Exercise prompt:
How many lines in the data below contain the string "matches"? State that number only.

Provided records:

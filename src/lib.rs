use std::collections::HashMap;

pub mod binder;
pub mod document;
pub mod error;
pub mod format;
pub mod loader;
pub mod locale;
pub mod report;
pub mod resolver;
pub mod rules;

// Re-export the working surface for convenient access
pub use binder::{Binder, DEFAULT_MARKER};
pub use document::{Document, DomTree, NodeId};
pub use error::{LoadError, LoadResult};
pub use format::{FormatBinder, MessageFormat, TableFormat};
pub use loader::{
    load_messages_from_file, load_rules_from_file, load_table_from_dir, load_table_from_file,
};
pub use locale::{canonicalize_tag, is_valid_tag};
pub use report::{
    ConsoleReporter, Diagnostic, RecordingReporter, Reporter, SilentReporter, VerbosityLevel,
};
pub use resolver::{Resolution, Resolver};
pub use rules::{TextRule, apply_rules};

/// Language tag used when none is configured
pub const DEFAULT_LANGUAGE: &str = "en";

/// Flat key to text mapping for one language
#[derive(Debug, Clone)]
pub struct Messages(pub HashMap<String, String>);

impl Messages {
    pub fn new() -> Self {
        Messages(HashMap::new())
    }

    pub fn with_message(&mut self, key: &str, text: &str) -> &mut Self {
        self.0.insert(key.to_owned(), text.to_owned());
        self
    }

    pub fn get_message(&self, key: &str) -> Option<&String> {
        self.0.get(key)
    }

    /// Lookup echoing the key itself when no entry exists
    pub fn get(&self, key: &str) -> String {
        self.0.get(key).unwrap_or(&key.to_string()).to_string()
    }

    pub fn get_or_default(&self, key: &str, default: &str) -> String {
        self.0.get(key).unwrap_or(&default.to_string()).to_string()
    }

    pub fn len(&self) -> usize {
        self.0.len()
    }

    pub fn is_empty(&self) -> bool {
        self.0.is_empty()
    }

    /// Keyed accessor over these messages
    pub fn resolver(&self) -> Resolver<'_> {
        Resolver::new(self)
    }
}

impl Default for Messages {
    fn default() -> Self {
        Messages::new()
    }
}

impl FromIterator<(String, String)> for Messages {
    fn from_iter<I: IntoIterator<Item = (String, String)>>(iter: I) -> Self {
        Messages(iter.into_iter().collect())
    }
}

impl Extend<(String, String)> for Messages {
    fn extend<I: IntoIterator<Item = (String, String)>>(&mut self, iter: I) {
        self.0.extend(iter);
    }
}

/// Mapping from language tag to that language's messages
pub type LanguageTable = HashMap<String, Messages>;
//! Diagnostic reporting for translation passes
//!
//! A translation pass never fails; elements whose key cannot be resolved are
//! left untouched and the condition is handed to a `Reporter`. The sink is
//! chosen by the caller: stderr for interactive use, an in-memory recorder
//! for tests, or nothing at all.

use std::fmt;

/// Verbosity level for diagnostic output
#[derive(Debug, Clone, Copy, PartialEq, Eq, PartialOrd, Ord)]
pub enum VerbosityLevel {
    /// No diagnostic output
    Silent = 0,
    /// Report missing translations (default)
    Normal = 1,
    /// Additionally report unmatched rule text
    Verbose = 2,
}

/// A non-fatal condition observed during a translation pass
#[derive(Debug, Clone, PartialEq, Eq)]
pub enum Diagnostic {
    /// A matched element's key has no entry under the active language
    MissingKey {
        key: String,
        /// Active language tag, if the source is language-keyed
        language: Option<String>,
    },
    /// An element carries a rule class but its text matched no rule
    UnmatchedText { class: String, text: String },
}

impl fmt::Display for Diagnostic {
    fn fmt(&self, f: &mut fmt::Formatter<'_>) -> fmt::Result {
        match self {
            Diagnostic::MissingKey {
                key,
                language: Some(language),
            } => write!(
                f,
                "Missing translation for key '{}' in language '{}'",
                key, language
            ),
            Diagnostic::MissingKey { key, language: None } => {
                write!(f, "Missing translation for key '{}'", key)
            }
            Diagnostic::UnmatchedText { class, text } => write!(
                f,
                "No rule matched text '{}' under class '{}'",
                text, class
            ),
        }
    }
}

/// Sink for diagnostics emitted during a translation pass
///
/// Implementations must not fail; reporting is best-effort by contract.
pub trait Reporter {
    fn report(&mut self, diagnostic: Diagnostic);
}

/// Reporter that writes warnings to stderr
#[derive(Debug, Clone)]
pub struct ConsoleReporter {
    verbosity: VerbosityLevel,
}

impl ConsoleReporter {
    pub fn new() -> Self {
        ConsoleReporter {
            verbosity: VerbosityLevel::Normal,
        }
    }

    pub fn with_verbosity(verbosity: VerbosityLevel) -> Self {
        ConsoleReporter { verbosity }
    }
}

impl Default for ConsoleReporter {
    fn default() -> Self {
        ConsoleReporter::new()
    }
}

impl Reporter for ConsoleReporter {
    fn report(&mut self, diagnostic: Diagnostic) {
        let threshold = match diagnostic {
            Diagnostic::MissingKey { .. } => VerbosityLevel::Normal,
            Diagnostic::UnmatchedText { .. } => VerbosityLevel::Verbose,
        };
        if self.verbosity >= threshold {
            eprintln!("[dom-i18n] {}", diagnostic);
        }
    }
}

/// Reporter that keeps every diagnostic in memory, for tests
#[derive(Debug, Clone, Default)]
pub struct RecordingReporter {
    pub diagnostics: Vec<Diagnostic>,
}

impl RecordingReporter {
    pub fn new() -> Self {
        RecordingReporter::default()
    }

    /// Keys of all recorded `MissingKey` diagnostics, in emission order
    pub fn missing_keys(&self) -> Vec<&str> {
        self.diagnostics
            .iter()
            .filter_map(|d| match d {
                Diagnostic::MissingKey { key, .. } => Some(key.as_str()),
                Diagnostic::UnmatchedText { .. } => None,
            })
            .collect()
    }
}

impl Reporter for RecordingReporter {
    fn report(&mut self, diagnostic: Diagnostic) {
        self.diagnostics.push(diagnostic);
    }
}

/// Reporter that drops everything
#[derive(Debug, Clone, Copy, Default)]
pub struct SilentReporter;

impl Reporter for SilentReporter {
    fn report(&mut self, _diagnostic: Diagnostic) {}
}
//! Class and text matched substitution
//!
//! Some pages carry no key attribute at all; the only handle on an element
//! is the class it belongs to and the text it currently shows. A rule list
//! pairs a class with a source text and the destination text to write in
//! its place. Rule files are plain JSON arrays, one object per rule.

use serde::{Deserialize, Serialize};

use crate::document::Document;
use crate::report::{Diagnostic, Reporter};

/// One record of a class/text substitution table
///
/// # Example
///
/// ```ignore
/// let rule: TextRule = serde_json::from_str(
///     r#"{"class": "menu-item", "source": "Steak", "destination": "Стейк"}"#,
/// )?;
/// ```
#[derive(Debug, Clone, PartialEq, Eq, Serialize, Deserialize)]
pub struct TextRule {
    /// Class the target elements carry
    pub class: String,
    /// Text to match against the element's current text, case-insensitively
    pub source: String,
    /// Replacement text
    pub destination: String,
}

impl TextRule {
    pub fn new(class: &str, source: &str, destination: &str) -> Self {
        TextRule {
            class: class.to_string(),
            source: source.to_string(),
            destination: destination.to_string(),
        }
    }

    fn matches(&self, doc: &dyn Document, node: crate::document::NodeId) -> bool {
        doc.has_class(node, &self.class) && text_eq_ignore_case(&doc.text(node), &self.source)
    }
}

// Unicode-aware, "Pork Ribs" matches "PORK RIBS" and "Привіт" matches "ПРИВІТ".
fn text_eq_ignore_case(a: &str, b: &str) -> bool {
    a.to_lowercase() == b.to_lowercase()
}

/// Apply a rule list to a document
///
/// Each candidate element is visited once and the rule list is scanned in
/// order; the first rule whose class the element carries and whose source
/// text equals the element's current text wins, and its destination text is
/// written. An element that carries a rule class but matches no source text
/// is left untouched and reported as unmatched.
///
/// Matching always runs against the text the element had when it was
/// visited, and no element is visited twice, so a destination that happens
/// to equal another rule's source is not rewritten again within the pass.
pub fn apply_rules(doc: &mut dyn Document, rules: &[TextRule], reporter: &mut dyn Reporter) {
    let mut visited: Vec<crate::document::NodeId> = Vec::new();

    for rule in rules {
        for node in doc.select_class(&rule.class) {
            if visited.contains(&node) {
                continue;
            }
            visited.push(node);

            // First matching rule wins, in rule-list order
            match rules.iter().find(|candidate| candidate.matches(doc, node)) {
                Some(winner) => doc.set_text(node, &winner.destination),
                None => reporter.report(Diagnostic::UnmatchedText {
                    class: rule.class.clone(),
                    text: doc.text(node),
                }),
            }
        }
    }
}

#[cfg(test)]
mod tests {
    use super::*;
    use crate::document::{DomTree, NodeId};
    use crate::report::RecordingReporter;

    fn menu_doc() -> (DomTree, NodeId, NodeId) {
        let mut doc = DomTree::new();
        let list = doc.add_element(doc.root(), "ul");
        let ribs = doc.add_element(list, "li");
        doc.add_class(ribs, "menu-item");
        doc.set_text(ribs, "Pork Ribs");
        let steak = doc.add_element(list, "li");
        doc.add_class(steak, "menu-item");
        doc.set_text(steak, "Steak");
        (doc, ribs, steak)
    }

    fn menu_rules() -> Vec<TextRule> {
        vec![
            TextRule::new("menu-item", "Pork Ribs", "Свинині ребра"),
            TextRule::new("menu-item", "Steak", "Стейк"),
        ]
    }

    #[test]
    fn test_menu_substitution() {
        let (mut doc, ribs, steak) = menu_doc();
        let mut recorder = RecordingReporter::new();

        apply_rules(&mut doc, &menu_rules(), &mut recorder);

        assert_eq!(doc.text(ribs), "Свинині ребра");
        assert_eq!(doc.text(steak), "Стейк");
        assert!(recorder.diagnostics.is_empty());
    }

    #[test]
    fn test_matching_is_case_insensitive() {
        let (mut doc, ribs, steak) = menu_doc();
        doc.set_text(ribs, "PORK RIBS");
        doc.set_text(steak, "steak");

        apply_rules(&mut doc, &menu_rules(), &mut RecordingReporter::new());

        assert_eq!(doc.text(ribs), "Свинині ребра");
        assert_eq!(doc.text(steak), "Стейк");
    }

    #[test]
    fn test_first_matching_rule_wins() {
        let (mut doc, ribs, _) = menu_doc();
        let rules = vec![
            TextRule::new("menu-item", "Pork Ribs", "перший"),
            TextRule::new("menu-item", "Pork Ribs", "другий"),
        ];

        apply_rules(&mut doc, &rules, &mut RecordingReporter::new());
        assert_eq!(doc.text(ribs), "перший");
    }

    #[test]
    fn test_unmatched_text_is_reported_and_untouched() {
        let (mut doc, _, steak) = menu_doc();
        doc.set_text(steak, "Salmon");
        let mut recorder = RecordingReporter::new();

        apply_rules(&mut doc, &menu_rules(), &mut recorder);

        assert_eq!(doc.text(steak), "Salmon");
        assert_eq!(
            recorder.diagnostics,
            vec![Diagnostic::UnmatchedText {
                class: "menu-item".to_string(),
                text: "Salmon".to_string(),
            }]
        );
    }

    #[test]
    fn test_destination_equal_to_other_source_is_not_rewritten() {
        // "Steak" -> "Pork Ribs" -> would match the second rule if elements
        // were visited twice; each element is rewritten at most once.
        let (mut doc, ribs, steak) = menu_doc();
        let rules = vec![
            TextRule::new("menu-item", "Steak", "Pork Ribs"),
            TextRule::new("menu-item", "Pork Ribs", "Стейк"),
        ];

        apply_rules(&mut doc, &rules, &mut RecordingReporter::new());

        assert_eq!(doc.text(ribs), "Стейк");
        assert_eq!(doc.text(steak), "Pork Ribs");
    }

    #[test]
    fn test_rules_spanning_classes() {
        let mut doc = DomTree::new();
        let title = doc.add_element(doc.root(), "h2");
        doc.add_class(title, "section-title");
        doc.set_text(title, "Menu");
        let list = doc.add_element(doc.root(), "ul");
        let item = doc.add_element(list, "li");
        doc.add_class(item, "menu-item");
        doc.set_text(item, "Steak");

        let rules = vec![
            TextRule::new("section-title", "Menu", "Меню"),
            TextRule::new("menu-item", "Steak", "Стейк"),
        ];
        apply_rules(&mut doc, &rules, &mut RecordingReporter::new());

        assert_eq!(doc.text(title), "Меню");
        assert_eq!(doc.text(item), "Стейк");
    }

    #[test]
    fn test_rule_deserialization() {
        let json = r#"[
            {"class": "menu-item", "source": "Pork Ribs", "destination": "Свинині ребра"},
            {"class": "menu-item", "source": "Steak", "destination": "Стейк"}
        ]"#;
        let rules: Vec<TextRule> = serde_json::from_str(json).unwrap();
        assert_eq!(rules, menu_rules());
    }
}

Solution for this task:
4